I have so many demands on my time as it is. My hands are already full maintaining existing friendships, and I don’t wish to put in the effort to reconnect with someone I haven’t seen in years.

There may be a time in my life when the demands are fewer, but right now is not that time. “Sorry, I’m 31 now and I’ve become very discriminating about who I spend my free time with” lacks tact.

GENTLE READER: So, Miss Manners would have thought, does ignoring requests, but, at least with electronic communication, this is the widely accepted solution.

Etiquette accepts this by inventing the fiction that perhaps the communication was misdirected to spam or the receiver is not an expert at modern technology. The nontechnical equivalent for direct entreaties is the vague response (“Oh, we’d love to, but right now things are very busy”), repeated to exhaustion.

DEAR MISS MANNERS: I have a little conundrum.

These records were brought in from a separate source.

use super::Vec2;

/// Axis-aligned rectangle in surface pixels. `x`/`y` is the top-left corner.
#[derive(Debug, Clone, Copy, Default, PartialEq)]
pub struct Bounds {
    pub x: f32,
    pub y: f32,
    pub w: f32,
    pub h: f32,
}

impl Bounds {
    /// Negative sizes are clamped to zero so every `Bounds` is a valid box.
    pub fn new(x: f32, y: f32, w: f32, h: f32) -> Self {
        Self {
            x,
            y,
            w: w.max(0.0),
            h: h.max(0.0),
        }
    }

    pub fn from_position_size(position: Vec2, size: Vec2) -> Self {
        Self::new(position.x, position.y, size.x, size.y)
    }

    pub fn right(&self) -> f32 {
        self.x + self.w
    }

    pub fn bottom(&self) -> f32 {
        self.y + self.h
    }

    pub fn center(&self) -> Vec2 {
        Vec2 {
            x: self.x + self.w * 0.5,
            y: self.y + self.h * 0.5,
        }
    }

    pub fn inflate(&self, amount: f32) -> Self {
        Self::new(
            self.x - amount,
            self.y - amount,
            self.w + amount * 2.0,
            self.h + amount * 2.0,
        )
    }
}

/// Strict overlap: rectangles that only share an edge do not collide.
pub fn is_colliding(a: &Bounds, b: &Bounds) -> bool {
    a.x < b.right() && a.right() > b.x && a.y < b.bottom() && a.bottom() > b.y
}

/// Closed-interval point test used for pointer hover. A point on the right or
/// bottom edge still counts, unlike [`is_colliding`].
pub fn contains_point(bounds: &Bounds, point: Vec2) -> bool {
    point.x >= bounds.x
        && point.x <= bounds.right()
        && point.y >= bounds.y
        && point.y <= bounds.bottom()
}

#[cfg(test)]
mod tests {
    use super::*;

    fn rect(x: f32, y: f32, w: f32, h: f32) -> Bounds {
        Bounds::new(x, y, w, h)
    }

    #[test]
    fn overlapping_rects_collide() {
        assert!(is_colliding(
            &rect(0.0, 0.0, 10.0, 10.0),
            &rect(5.0, 5.0, 10.0, 10.0)
        ));
    }

    #[test]
    fn touching_edges_do_not_collide() {
        let a = rect(0.0, 0.0, 10.0, 10.0);
        assert!(!is_colliding(&a, &rect(10.0, 0.0, 10.0, 10.0)));
        assert!(!is_colliding(&a, &rect(0.0, 10.0, 10.0, 10.0)));
        assert!(!is_colliding(&a, &rect(-10.0, -10.0, 10.0, 10.0)));
    }

    #[test]
    fn collision_is_symmetric() {
        let cases = [
            (rect(0.0, 0.0, 10.0, 10.0), rect(5.0, 5.0, 10.0, 10.0)),
            (rect(0.0, 0.0, 10.0, 10.0), rect(10.0, 0.0, 10.0, 10.0)),
            (rect(-3.0, 2.0, 4.0, 1.0), rect(0.0, 2.5, 0.5, 0.5)),
            (rect(0.0, 0.0, 100.0, 100.0), rect(40.0, 40.0, 2.0, 2.0)),
            (rect(0.0, 0.0, 1.0, 1.0), rect(50.0, 50.0, 1.0, 1.0)),
        ];
        for (a, b) in cases {
            assert_eq!(is_colliding(&a, &b), is_colliding(&b, &a), "{a:?} {b:?}");
        }
    }

    #[test]
    fn contained_rect_collides() {
        assert!(is_colliding(
            &rect(0.0, 0.0, 100.0, 100.0),
            &rect(40.0, 40.0, 2.0, 2.0)
        ));
    }

    #[test]
    fn hover_includes_far_corner_while_collision_excludes_edge() {
        let bounds = rect(10.0, 20.0, 30.0, 40.0);
        let corner = Vec2 { x: 40.0, y: 60.0 };

        assert!(contains_point(&bounds, corner));
        assert!(contains_point(&bounds, Vec2 { x: 10.0, y: 20.0 }));

        let point_box = rect(corner.x, corner.y, 0.0, 0.0);
        assert!(!is_colliding(&bounds, &point_box));
        let touching = rect(40.0, 20.0, 5.0, 5.0);
        assert!(!is_colliding(&bounds, &touching));
    }

    #[test]
    fn hover_rejects_points_outside() {
        let bounds = rect(0.0, 0.0, 10.0, 10.0);
        assert!(!contains_point(&bounds, Vec2 { x: 10.01, y: 5.0 }));
        assert!(!contains_point(&bounds, Vec2 { x: 5.0, y: -0.01 }));
    }

    #[test]
    fn negative_size_is_clamped() {
        let bounds = rect(1.0, 1.0, -4.0, 3.0);
        assert_eq!(bounds.w, 0.0);
        assert_eq!(bounds.h, 3.0);
    }
}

I currently live in my late parents’ home as the trustee to their estate. My siblings and I are in the process of selling the house, and I will be moving soon. My parents lived in this home for many decades.

My mother received both of her parents’ ashes when they passed, and she buried them in her front yard and made a little handmade headstone. I’m conflicted about moving away and leaving my grandparents there. But I don’t know if this is an etiquette issue or some ancient taboo thing that I would be violating if I chose to dig up their ashes and headstone and take them with me.

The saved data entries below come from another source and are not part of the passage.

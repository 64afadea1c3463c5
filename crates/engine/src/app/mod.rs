mod collision;
mod commands;
mod engine;
mod entities;
mod entity;
mod event_bus;
mod headless;
mod input;
mod inventory;
mod loop_runner;
mod metrics;
mod overlay;
mod rendering;
mod scene;
mod timers;

pub use collision::{contains_point, is_colliding, Bounds};
pub use commands::{Command, Commands};
pub use engine::{
    Engine, EngineConfig, TickOutcome, DEFAULT_DIALOGUE_DURATION_MS, DEFAULT_SURFACE_HEIGHT,
    DEFAULT_SURFACE_WIDTH,
};
pub use entities::{direction_from_input, Item, Player, Prop, PropLook, DEFAULT_PLAYER_SPEED};
pub use entity::{Entity, EntityId, FrameContext, Vec2};
pub use event_bus::{channels, Event, EventBus, SubscriptionId};
pub use headless::{HeadlessDriver, DEFAULT_HEADLESS_FRAME_MS};
pub use input::{InputAction, InputSnapshot};
pub use inventory::{Inventory, ItemAction, ItemDescription, DEFAULT_INVENTORY_CAPACITY};
pub use loop_runner::{run_app, AppError, LoopConfig};
pub use metrics::{FrameStats, FrameStatsAccumulator};
pub use overlay::{CgPayload, CgPresenter, DialogueBox, DialogueId, PresentationId};
pub use rendering::{
    text_width, DrawCommand, LoadedSprite, PixelSurface, RecordingSurface, Rgba, SpriteCache,
    Surface, TextAlign, TEXT_LINE_HEIGHT, TEXT_SCALE,
};
pub use scene::{Background, Scene, SceneSwitch, DEFAULT_BACKGROUND};
pub use timers::{DeferredTask, TaskHandle, TaskOwner, TaskScheduler};
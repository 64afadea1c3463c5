use std::process::ExitCode;

use keepsake_engine::app::DEFAULT_HEADLESS_FRAME_MS;
use keepsake_engine::{run_app, HeadlessDriver};
use tracing::{error, info};

use super::bootstrap::{AppWiring, RunMode};

pub(crate) fn run(app: AppWiring, mode: RunMode) -> ExitCode {
    match mode {
        RunMode::Windowed => {
            if let Err(err) = run_app(app.config, app.engine, app.session) {
                error!(error = %err, "startup_failed");
                return ExitCode::FAILURE;
            }
        }
        RunMode::Headless { frames } => run_headless(app, frames),
    }

    ExitCode::SUCCESS
}

fn run_headless(app: AppWiring, frames: u32) {
    let AppWiring {
        mut engine,
        mut session,
        ..
    } = app;
    let mut driver = HeadlessDriver::new(DEFAULT_HEADLESS_FRAME_MS, engine.surface_size());
    session.start_game(&mut engine, driver.now_ms());
    let ticked = driver.run_frames(&mut engine, frames);
    info!(
        frames_requested = frames,
        frames_ticked = ticked,
        clock_ms = engine.clock_ms(),
        scene = engine.active_scene_name().unwrap_or("<none>"),
        items = engine.inventory().len(),
        "headless_run_finished"
    );
    session.stop_game(&mut engine);
}
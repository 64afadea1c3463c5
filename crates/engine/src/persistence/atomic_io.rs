use std::fs;
use std::io;
use std::path::{Path, PathBuf};

/// Writes through a sibling temp file and renames it over `path`, so readers
/// see either the old contents or the new ones.
pub(crate) fn write_text_atomic(path: &Path, text: &str) -> io::Result<()> {
    if let Some(parent) = path.parent() {
        fs::create_dir_all(parent)?;
    }
    let tmp_path = temp_path_for(path);
    if let Err(error) = fs::write(&tmp_path, text.as_bytes()) {
        let _ = fs::remove_file(&tmp_path);
        return Err(error);
    }
    // Windows refuses to rename onto an existing file.
    if cfg!(windows) {
        match fs::remove_file(path) {
            Ok(()) => {}
            Err(error) if error.kind() == io::ErrorKind::NotFound => {}
            Err(error) => {
                let _ = fs::remove_file(&tmp_path);
                return Err(error);
            }
        }
    }
    fs::rename(&tmp_path, path).inspect_err(|_| {
        let _ = fs::remove_file(&tmp_path);
    })
}

fn temp_path_for(path: &Path) -> PathBuf {
    let mut name = path
        .file_name()
        .map(|name| name.to_os_string())
        .unwrap_or_else(|| "blob".into());
    name.push(".tmp");
    path.with_file_name(name)
}
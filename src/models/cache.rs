//! On-disk artifact cache layout
//!
//! Artifacts are stored in the HuggingFace hub layout under a shared root:
//! ```text
//! <cache_root>/
//! ├── models--nvidia--canary-1b-v2/
//! │   ├── blobs/
//! │   ├── snapshots/
//! │   │   └── {revision}/
//! │   │       └── canary-1b-v2.nemo
//! │   └── refs/
//! │       └── main
//! └── models--pyannote--speaker-diarization-community-1/
//!     └── ...
//! ```
//! Only presence of the repo directory is used to decide whether a model is
//! downloaded.

use std::path::{Path, PathBuf};

/// Convert an artifact identifier to its cache directory name
///
/// e.g., "nvidia/canary-1b-v2" -> "models--nvidia--canary-1b-v2"
pub fn cache_dir_name(identifier: &str) -> String {
    format!("models--{}", identifier.replace('/', "--"))
}

/// Convert cache directory name back to an identifier
///
/// e.g., "models--nvidia--canary-1b-v2" -> "nvidia/canary-1b-v2"
fn cache_name_to_identifier(cache_name: &str) -> Option<String> {
    cache_name
        .strip_prefix("models--")
        .map(|s| s.replacen("--", "/", 1))
}

/// Expected cache directory for an artifact identifier
pub fn cache_repo_dir(cache_root: &Path, identifier: &str) -> PathBuf {
    cache_root.join(cache_dir_name(identifier))
}

/// Check if artifacts for an identifier are present on disk
pub fn is_repo_cached(cache_root: &Path, identifier: &str) -> bool {
    cache_repo_dir(cache_root, identifier).exists()
}

/// Get the snapshot directory holding the artifact files
///
/// Resolves `refs/main` first, then falls back to the first snapshot found.
pub fn snapshot_path(cache_root: &Path, identifier: &str) -> Option<PathBuf> {
    let repo_dir = cache_repo_dir(cache_root, identifier);

    let refs_main = repo_dir.join("refs/main");
    if let Ok(revision) = std::fs::read_to_string(&refs_main) {
        let snapshot = repo_dir.join("snapshots").join(revision.trim());
        if snapshot.is_dir() {
            return Some(snapshot);
        }
    }

    let snapshots_dir = repo_dir.join("snapshots");
    let mut candidates: Vec<PathBuf> = std::fs::read_dir(&snapshots_dir)
        .ok()?
        .flatten()
        .map(|entry| entry.path())
        .filter(|path| path.is_dir())
        .collect();
    candidates.sort();
    candidates.into_iter().next()
}

/// Get the total size of an identifier's cached artifacts in bytes
pub fn cache_size(cache_root: &Path, identifier: &str) -> Option<u64> {
    let repo_dir = cache_repo_dir(cache_root, identifier);
    if !repo_dir.exists() {
        return None;
    }
    Some(dir_size(&repo_dir))
}

/// Recursively calculate directory size
///
/// Symlinks are not followed, so hub snapshots pointing into `blobs/` are
/// not counted twice.
pub fn dir_size(path: &Path) -> u64 {
    let mut size = 0;

    if let Ok(entries) = std::fs::read_dir(path) {
        for entry in entries.flatten() {
            let Ok(file_type) = entry.file_type() else {
                continue;
            };
            if file_type.is_dir() {
                size += dir_size(&entry.path());
            } else if file_type.is_file()
                && let Ok(metadata) = entry.metadata()
            {
                size += metadata.len();
            }
        }
    }

    size
}

/// List identifiers of every artifact set present under the cache root
pub fn list_cached_models(cache_root: &Path) -> Vec<String> {
    let mut models = Vec::new();

    if let Ok(entries) = std::fs::read_dir(cache_root) {
        for entry in entries.flatten() {
            let name = entry.file_name().to_string_lossy().to_string();
            if !entry.path().is_dir() {
                continue;
            }
            if let Some(identifier) = cache_name_to_identifier(&name) {
                models.push(identifier);
            }
        }
    }

    models.sort();
    models
}
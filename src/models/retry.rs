//! Bounded retry around a single artifact fetch
//!
//! hf-hub resumes from partially written blobs, so each attempt continues
//! where the previous one stopped rather than starting over.

use super::fetch::{ArtifactFetcher, FetchRequest, ProgressCallback};
use crate::error::FetchError;
use rand::Rng;
use serde::{Deserialize, Serialize};
use std::path::PathBuf;
use std::time::Duration;

/// Retry policy for artifact fetches
#[derive(Debug, Clone, PartialEq, Serialize, Deserialize)]
#[serde(default)]
pub struct RetryPolicy {
    /// Total attempts including the first one
    pub max_attempts: u32,
    pub base_delay_ms: u64,
    /// Upper bound of the uniform jitter added to each delay
    pub jitter_ms: u64,
}

impl Default for RetryPolicy {
    fn default() -> Self {
        Self {
            max_attempts: 5,
            base_delay_ms: 1500,
            jitter_ms: 500,
        }
    }
}

impl RetryPolicy {
    /// No waiting between attempts
    pub fn immediate(max_attempts: u32) -> Self {
        Self {
            max_attempts,
            base_delay_ms: 0,
            jitter_ms: 0,
        }
    }

    /// Deterministic part of the delay after failed attempt `attempt` (1-based)
    pub fn base_delay(&self, attempt: u32) -> Duration {
        let exponent = attempt.saturating_sub(1).min(16);
        Duration::from_millis(self.base_delay_ms.saturating_mul(1u64 << exponent))
    }

    /// Full delay: `base * 2^(attempt-1)` plus uniform jitter in `[0, jitter]`
    pub fn backoff_delay(&self, attempt: u32) -> Duration {
        let jitter = if self.jitter_ms == 0 {
            0
        } else {
            rand::thread_rng().gen_range(0..=self.jitter_ms)
        };
        self.base_delay(attempt) + Duration::from_millis(jitter)
    }
}

/// Fetch with bounded retries on transient failures
///
/// Terminal failures (4xx, invalid patterns) surface on the first attempt.
/// When attempts run out, the last error is returned unchanged.
pub async fn fetch_with_retry(
    fetcher: &dyn ArtifactFetcher,
    request: &FetchRequest,
    progress: Option<ProgressCallback>,
    policy: &RetryPolicy,
) -> Result<PathBuf, FetchError> {
    let max_attempts = policy.max_attempts.max(1);
    let mut attempt = 1;

    loop {
        match fetcher.fetch(request, progress.clone()).await {
            Ok(path) => return Ok(path),
            Err(e) if e.is_retryable() && attempt < max_attempts => {
                let delay = policy.backoff_delay(attempt);
                tracing::warn!(
                    repo = %request.repo_id,
                    attempt,
                    max_attempts,
                    delay_ms = delay.as_millis() as u64,
                    error = %e,
                    "Artifact fetch failed, retrying"
                );
                crate::metrics::record_fetch_retry(&request.repo_id);
                tokio::time::sleep(delay).await;
                attempt += 1;
            }
            Err(e) => {
                if e.is_retryable() {
                    tracing::error!(
                        repo = %request.repo_id,
                        attempts = attempt,
                        error = %e,
                        "Artifact fetch failed after retries"
                    );
                }
                return Err(e);
            }
        }
    }
}

#[cfg(test)]
mod tests {
    use super::*;
    use async_trait::async_trait;
    use std::sync::Mutex;
    use std::sync::atomic::{AtomicU32, Ordering};

    /// Fails with the queued errors in order, then succeeds
    struct ScriptedFetcher {
        failures: Mutex<Vec<FetchError>>,
        calls: AtomicU32,
    }

    impl ScriptedFetcher {
        fn new(mut failures: Vec<FetchError>) -> Self {
            failures.reverse();
            Self {
                failures: Mutex::new(failures),
                calls: AtomicU32::new(0),
            }
        }
    }

    #[async_trait]
    impl ArtifactFetcher for ScriptedFetcher {
        async fn total_size(&self, _request: &FetchRequest) -> Result<u64, FetchError> {
            Ok(0)
        }

        async fn fetch(
            &self,
            request: &FetchRequest,
            _progress: Option<ProgressCallback>,
        ) -> Result<PathBuf, FetchError> {
            self.calls.fetch_add(1, Ordering::SeqCst);
            match self.failures.lock().unwrap().pop() {
                Some(err) => Err(err),
                None => Ok(request.cache_dir.join("snapshot")),
            }
        }
    }

    fn request() -> FetchRequest {
        FetchRequest {
            repo_id: "org/model".into(),
            cache_dir: PathBuf::from("/tmp/cache"),
            token: None,
            file_patterns: vec![],
        }
    }

    fn server_error() -> FetchError {
        FetchError::Status {
            status: 502,
            message: "bad gateway".into(),
        }
    }

    #[test]
    fn test_default_policy() {
        let policy = RetryPolicy::default();
        assert_eq!(policy.max_attempts, 5);
        assert_eq!(policy.base_delay_ms, 1500);
        assert_eq!(policy.jitter_ms, 500);
    }

    #[test]
    fn test_backoff_doubles() {
        let policy = RetryPolicy {
            max_attempts: 5,
            base_delay_ms: 100,
            jitter_ms: 0,
        };
        assert_eq!(policy.backoff_delay(1), Duration::from_millis(100));
        assert_eq!(policy.backoff_delay(2), Duration::from_millis(200));
        assert_eq!(policy.backoff_delay(4), Duration::from_millis(800));
    }

    #[test]
    fn test_jitter_is_bounded() {
        let policy = RetryPolicy {
            max_attempts: 5,
            base_delay_ms: 1000,
            jitter_ms: 250,
        };
        for _ in 0..100 {
            let delay = policy.backoff_delay(2);
            assert!(delay >= Duration::from_millis(2000));
            assert!(delay <= Duration::from_millis(2250));
        }
    }

    #[tokio::test]
    async fn test_transient_errors_are_retried() {
        let fetcher = ScriptedFetcher::new(vec![
            FetchError::Connection {
                message: "reset".into(),
            },
            server_error(),
        ]);

        let path = fetch_with_retry(&fetcher, &request(), None, &RetryPolicy::immediate(5))
            .await
            .unwrap();

        assert_eq!(path, PathBuf::from("/tmp/cache/snapshot"));
        assert_eq!(fetcher.calls.load(Ordering::SeqCst), 3);
    }

    #[tokio::test]
    async fn test_client_errors_are_terminal() {
        let fetcher = ScriptedFetcher::new(vec![FetchError::Status {
            status: 401,
            message: "gated".into(),
        }]);

        let err = fetch_with_retry(&fetcher, &request(), None, &RetryPolicy::immediate(5))
            .await
            .unwrap_err();

        assert!(matches!(err, FetchError::Status { status: 401, .. }));
        assert_eq!(fetcher.calls.load(Ordering::SeqCst), 1);
    }

    #[tokio::test]
    async fn test_exhausted_attempts_return_last_error() {
        let fetcher = ScriptedFetcher::new(vec![
            FetchError::Timeout {
                message: "first".into(),
            },
            FetchError::Timeout {
                message: "second".into(),
            },
            FetchError::Timeout {
                message: "third".into(),
            },
        ]);

        let err = fetch_with_retry(&fetcher, &request(), None, &RetryPolicy::immediate(3))
            .await
            .unwrap_err();

        assert_eq!(err.to_string(), "request timed out: third");
        assert_eq!(fetcher.calls.load(Ordering::SeqCst), 3);
    }

    #[tokio::test(start_paused = true)]
    async fn test_waits_between_attempts() {
        let fetcher = ScriptedFetcher::new(vec![server_error()]);
        let policy = RetryPolicy {
            max_attempts: 2,
            base_delay_ms: 1500,
            jitter_ms: 0,
        };

        let started = tokio::time::Instant::now();
        fetch_with_retry(&fetcher, &request(), None, &policy)
            .await
            .unwrap();

        assert!(started.elapsed() >= Duration::from_millis(1500));
    }
}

None of my siblings seemed to care about doing anything with them when I mentioned it. Is there any protocol I should know about this?

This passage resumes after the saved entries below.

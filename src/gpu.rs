//! GPU detection and device placement
//!
//! Detects available GPUs via nvidia-smi. Placement is decided by
//! [`DevicePolicy`]: the first preferred GPU that exists and, when a threshold
//! is configured, has enough free memory. Without a usable GPU the policy
//! either falls back to CPU or refuses the placement.

use crate::error::{ModelError, ModelResult};
use serde::{Deserialize, Serialize};
use std::process::Command;
use std::sync::{Arc, OnceLock};

/// Source of GPU information, swappable in tests
pub type GpuDetector = Arc<dyn Fn() -> GpuInfo + Send + Sync>;

/// Cached GPU information detected at startup
static GPU_INFO: OnceLock<GpuInfo> = OnceLock::new();

/// One GPU as reported by nvidia-smi
#[derive(Debug, Clone, PartialEq, Serialize, Deserialize)]
pub struct GpuDevice {
    pub index: u32,
    pub name: String,
    pub memory_total_mib: u64,
    pub memory_used_mib: u64,
}

impl GpuDevice {
    pub fn memory_free_mib(&self) -> u64 {
        self.memory_total_mib.saturating_sub(self.memory_used_mib)
    }
}

/// Information about available GPUs
#[derive(Debug, Clone, Default, Serialize, Deserialize)]
pub struct GpuInfo {
    pub devices: Vec<GpuDevice>,
}

impl GpuInfo {
    pub fn count(&self) -> usize {
        self.devices.len()
    }

    pub fn indices(&self) -> Vec<u32> {
        self.devices.iter().map(|device| device.index).collect()
    }

    pub fn device(&self, index: u32) -> Option<&GpuDevice> {
        self.devices.iter().find(|device| device.index == index)
    }

    pub fn is_valid_gpu_id(&self, gpu_id: u32) -> bool {
        self.device(gpu_id).is_some()
    }
}

/// Parse `nvidia-smi --query-gpu=index,name,memory.total,memory.used --format=csv,noheader,nounits`
pub fn parse_nvidia_smi(output: &str) -> GpuInfo {
    let devices = output
        .lines()
        .filter_map(|line| {
            let fields: Vec<&str> = line.split(',').map(str::trim).collect();
            if fields.len() < 4 {
                return None;
            }
            Some(GpuDevice {
                index: fields[0].parse().ok()?,
                name: fields[1].to_string(),
                memory_total_mib: fields[2].parse().ok()?,
                memory_used_mib: fields[3].parse().ok()?,
            })
        })
        .collect();
    GpuInfo { devices }
}

/// Query nvidia-smi for the current GPU list and memory usage
pub fn detect_gpus() -> GpuInfo {
    let output = Command::new("nvidia-smi")
        .args([
            "--query-gpu=index,name,memory.total,memory.used",
            "--format=csv,noheader,nounits",
        ])
        .output();

    match output {
        Ok(output) if output.status.success() => {
            let info = parse_nvidia_smi(&String::from_utf8_lossy(&output.stdout));
            tracing::debug!(
                gpu_count = info.count(),
                indices = ?info.indices(),
                "Detected available GPUs"
            );
            info
        }
        Ok(output) => {
            let stderr = String::from_utf8_lossy(&output.stderr);
            tracing::warn!(
                stderr = %stderr,
                "nvidia-smi failed, assuming no GPUs available"
            );
            GpuInfo::default()
        }
        Err(e) => {
            tracing::debug!(
                error = %e,
                "Failed to run nvidia-smi, assuming no GPUs available"
            );
            GpuInfo::default()
        }
    }
}

/// Startup snapshot, detected once
pub fn get_or_init() -> &'static GpuInfo {
    GPU_INFO.get_or_init(detect_gpus)
}

/// Where a model runtime should run
#[derive(Debug, Clone, PartialEq, Eq, Serialize, Deserialize)]
#[serde(tag = "type", rename_all = "lowercase")]
pub enum DevicePlan {
    Gpu { index: u32 },
    Cpu,
}

impl DevicePlan {
    /// Value for `CUDA_VISIBLE_DEVICES`; empty hides every GPU
    pub fn cuda_visible_devices(&self) -> String {
        match self {
            Self::Gpu { index } => index.to_string(),
            Self::Cpu => String::new(),
        }
    }

    pub fn label(&self) -> String {
        match self {
            Self::Gpu { index } => format!("cuda:{}", index),
            Self::Cpu => "cpu".to_string(),
        }
    }
}

/// Placement policy; thresholds are deployment configuration
#[derive(Debug, Clone, PartialEq, Serialize, Deserialize)]
#[serde(default)]
pub struct DevicePolicy {
    /// Skip GPUs with less free memory than this
    pub min_free_memory_mib: Option<u64>,
    pub allow_cpu_fallback: bool,
}

impl Default for DevicePolicy {
    fn default() -> Self {
        Self {
            min_free_memory_mib: None,
            allow_cpu_fallback: true,
        }
    }
}

impl DevicePolicy {
    /// Pick a device for `preferred` (most preferred first)
    ///
    /// An empty preference means "any detected GPU, in index order".
    pub fn plan(&self, gpus: &GpuInfo, preferred: &[u32]) -> ModelResult<DevicePlan> {
        let candidates: Vec<u32> = if preferred.is_empty() {
            gpus.indices()
        } else {
            preferred.to_vec()
        };

        let mut rejected = Vec::new();
        for index in candidates {
            let Some(device) = gpus.device(index) else {
                rejected.push(format!("gpu {} not present", index));
                continue;
            };
            if let Some(min_free) = self.min_free_memory_mib
                && device.memory_free_mib() < min_free
            {
                rejected.push(format!(
                    "gpu {} has {} MiB free, needs {} MiB",
                    index,
                    device.memory_free_mib(),
                    min_free
                ));
                continue;
            }
            return Ok(DevicePlan::Gpu { index });
        }

        if self.allow_cpu_fallback {
            if !rejected.is_empty() {
                tracing::warn!(reasons = ?rejected, "No usable GPU, falling back to CPU");
            }
            return Ok(DevicePlan::Cpu);
        }

        let reason = if rejected.is_empty() {
            "no GPU detected".to_string()
        } else {
            rejected.join("; ")
        };
        Err(ModelError::Placement { message: reason })
    }
}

GENTLE READER: Disinterments are not to be done lightly, but you have another problem, which Miss Manners informs you of with the utmost respect: You presumably would prefer to avoid a discussion with the new owners about who is interred on the property.

The good news is that the ashes are likely self-contained, which will make recovering them easier. Although your siblings have not expressed any concern, they, and you, might appreciate a respectful reburial of the ashes somewhere that is less likely to be disturbed.

DEAR MISS MANNERS: At a potluck dinner attended by households of varying sizes (i.e. some singles, some couples, some families with children), should attendees bring one dish per person, or one dish per household?

GENTLE READER: Because she believes that it is the host’s responsibility to feed the guests, Miss Manners looks on default potlucks with suspicion.

But recognizing that they have their place, and in the interest of feeding the hungry, she recommends a target for each household unit attending of one serving per guest. Not wanting to burden guests further, she decrees that if you provide both eclairs and cheesecake, guests may have to choose one or the other. Should more specifics be needed, surely the hostess, who has been relieved of the bulk of her own duties, will have time to address them.

Please send your questions to Miss Manners at her website, http://www.missmanners.com; to her email, dearmissmanners@gmail.com; or through postal mail to Miss Manners, Andrews McMeel Syndication, 1130 Walnut St., Kansas City, MO 64106.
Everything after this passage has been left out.